▶ _LISTED RECORDS_
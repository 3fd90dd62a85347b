//! Lesson content data model and the boundary decoder for the service's
//! delimiter encoding.
//!
//! The remote service transports explanation and example material as
//! two-level delimited strings (`"日本語||translation;日本語||translation"`).
//! That encoding is decoded exactly once, here, into typed pairs; nothing
//! downstream ever re-parses a delimiter.

use serde::{Deserialize, Serialize};

/// Separates entries within an encoded content field.
pub const ENTRY_DELIMITER: char = ';';

/// Separates the primary text from its translation within one entry.
pub const FIELD_DELIMITER: &str = "||";

// ============================================================================
// LessonSummary
// ============================================================================

/// One entry in the lesson menu listing. Read-only.
#[derive(Debug, Clone, PartialEq, Eq, Serialize, Deserialize)]
pub struct LessonSummary {
    /// Lesson identifier (1-indexed).
    pub id: u32,
    /// Display title.
    pub title: String,
}

// ============================================================================
// ExamplePair and LessonContent
// ============================================================================

/// A primary/secondary text pair decoded from the wire encoding,
/// e.g. a Japanese sentence and its translation.
#[derive(Debug, Clone, PartialEq, Eq, Serialize, Deserialize)]
pub struct ExamplePair {
    /// The primary text (target language).
    pub primary: String,
    /// The secondary text (translation); may be empty if the entry
    /// carried no second field.
    pub secondary: String,
}

/// Generated material for one lesson.
///
/// Empty `explanation`/`examples` are a valid, meaningful state: the
/// service has not generated this lesson yet. Content is replaced
/// wholesale on regeneration, never partially mutated.
#[derive(Debug, Clone, PartialEq, Eq, Serialize, Deserialize)]
pub struct LessonContent {
    /// Lesson identifier.
    pub id: u32,
    /// Display title.
    pub title: String,
    /// Explanation entries; empty until generated.
    pub explanation: Vec<ExamplePair>,
    /// Example sentences; empty until generated.
    pub examples: Vec<ExamplePair>,
    /// Candidate prompts for the situational Q&A step.
    pub quiz_prompts: Vec<String>,
}

impl LessonContent {
    /// Returns `true` once the expensive generation pass has produced
    /// an explanation for this lesson.
    #[must_use]
    pub fn is_generated(&self) -> bool {
        !self.explanation.is_empty()
    }

    /// Merges a newer response into this content, keeping rendering
    /// monotonic: a field that is already populated is never blanked by
    /// a later response that omits it.
    pub fn absorb(&mut self, newer: Self) {
        self.id = newer.id;
        if !newer.title.is_empty() {
            self.title = newer.title;
        }
        if !newer.explanation.is_empty() {
            self.explanation = newer.explanation;
        }
        if !newer.examples.is_empty() {
            self.examples = newer.examples;
        }
        if !newer.quiz_prompts.is_empty() {
            self.quiz_prompts = newer.quiz_prompts;
        }
    }
}

// ============================================================================
// Wire decoding
// ============================================================================

/// Decodes a two-level delimited field into typed pairs.
///
/// An empty or whitespace-only input yields an empty vector ("not yet
/// generated"). Entries without a `||` separator keep their full text as
/// the primary and an empty secondary.
///
/// # Examples
///
/// ```
/// use kotoba_core::content::decode_pairs;
///
/// let pairs = decode_pairs("猫が好きです||I like cats;犬も好き||I like dogs too");
/// assert_eq!(pairs.len(), 2);
/// assert_eq!(pairs[0].primary, "猫が好きです");
/// assert_eq!(pairs[0].secondary, "I like cats");
///
/// assert!(decode_pairs("").is_empty());
/// ```
#[must_use]
pub fn decode_pairs(raw: &str) -> Vec<ExamplePair> {
    raw.split(ENTRY_DELIMITER)
        .filter_map(|entry| {
            let entry = entry.trim();
            if entry.is_empty() {
                return None;
            }
            let (primary, secondary) = match entry.split_once(FIELD_DELIMITER) {
                Some((p, s)) => (p.trim(), s.trim()),
                None => (entry, ""),
            };
            Some(ExamplePair {
                primary: primary.to_string(),
                secondary: secondary.to_string(),
            })
        })
        .collect()
}

/// Decodes a single-level delimited field into prompt strings, dropping
/// empty entries.
#[must_use]
pub fn decode_prompts(raw: &str) -> Vec<String> {
    raw.split(ENTRY_DELIMITER)
        .map(str::trim)
        .filter(|s| !s.is_empty())
        .map(ToString::to_string)
        .collect()
}

// ============================================================================
// ExerciseStep
// ============================================================================

/// The four rendered steps of a lesson, in their fixed order.
///
/// `Explanation` is always first and `Qa` always last; completing `Qa`
/// ends the lesson (there is no rendered "done" step).
#[derive(Debug, Clone, Copy, Default, PartialEq, Eq, Serialize, Deserialize)]
#[serde(rename_all = "snake_case")]
pub enum ExerciseStep {
    /// Reading the generated explanation and examples.
    #[default]
    Explanation,
    /// Free-form sentence composition.
    Free,
    /// Sentence composition using fetched vocabulary hints.
    Vocab,
    /// Answering one randomly selected situational prompt.
    Qa,
}

impl ExerciseStep {
    /// Returns the step that follows this one, or `None` after `Qa`.
    #[must_use]
    pub const fn next(self) -> Option<Self> {
        match self {
            Self::Explanation => Some(Self::Free),
            Self::Free => Some(Self::Vocab),
            Self::Vocab => Some(Self::Qa),
            Self::Qa => None,
        }
    }

    /// Returns `true` for steps that require a graded submission to leave.
    #[must_use]
    pub const fn is_graded(self) -> bool {
        !matches!(self, Self::Explanation)
    }

    /// The step name used in the verification envelope.
    #[must_use]
    pub const fn wire_name(self) -> &'static str {
        match self {
            Self::Explanation => "explanation",
            Self::Free => "free",
            Self::Vocab => "vocab",
            Self::Qa => "qa",
        }
    }
}

impl std::fmt::Display for ExerciseStep {
    fn fmt(&self, f: &mut std::fmt::Formatter<'_>) -> std::fmt::Result {
        f.write_str(self.wire_name())
    }
}

// ============================================================================
// VerificationResult and VocabHint
// ============================================================================

/// The grading service's verdict on one submitted sentence.
///
/// Consumed once per submission; never cached.
#[derive(Debug, Clone, PartialEq, Eq, Serialize, Deserialize)]
#[serde(rename_all = "camelCase")]
pub struct VerificationResult {
    /// Whether the sentence passed.
    pub is_correct: bool,
    /// Feedback text shown to the learner.
    #[serde(default)]
    pub feedback: String,
    /// A cleaned-up version of the sentence, if the service offered one.
    #[serde(default)]
    pub refined_sentence: String,
}

/// A vocabulary suggestion for the `Vocab` step.
#[derive(Debug, Clone, PartialEq, Eq, Serialize, Deserialize)]
pub struct VocabHint {
    /// The suggested word.
    pub word: String,
    /// Reading in kana; may be empty.
    #[serde(default)]
    pub furigana: String,
    /// Meaning gloss.
    #[serde(default)]
    pub meaning: String,
}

▶ _TASK PROMPT_
"this" is the string to look for; please copy every line of the records above where it appears.

▶ _REPLY_
/// service has not generated this lesson yet. Content is replaced
    /// an explanation for this lesson.
    /// Merges a newer response into this content, keeping rendering
    /// Returns the step that follows this one, or `None` after `Qa`.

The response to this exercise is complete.